EXERCISE REQUIREMENTS → Count every line below that holds "dioxus". The answer is the number alone.

[Dataset items]
┄┄┄┄┄┄┄┄┄┄

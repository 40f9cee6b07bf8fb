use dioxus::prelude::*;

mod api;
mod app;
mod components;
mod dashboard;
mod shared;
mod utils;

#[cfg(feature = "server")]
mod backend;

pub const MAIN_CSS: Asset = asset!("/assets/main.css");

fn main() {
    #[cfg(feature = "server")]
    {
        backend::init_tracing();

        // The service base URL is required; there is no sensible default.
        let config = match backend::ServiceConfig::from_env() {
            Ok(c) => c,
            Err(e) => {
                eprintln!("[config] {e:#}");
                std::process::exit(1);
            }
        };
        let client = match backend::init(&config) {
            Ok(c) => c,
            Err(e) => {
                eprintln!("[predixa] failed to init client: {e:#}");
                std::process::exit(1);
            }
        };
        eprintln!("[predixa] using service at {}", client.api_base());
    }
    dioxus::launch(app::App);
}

┄┄┄┄┄┄┄┄┄┄

TASK RESPONSE → 2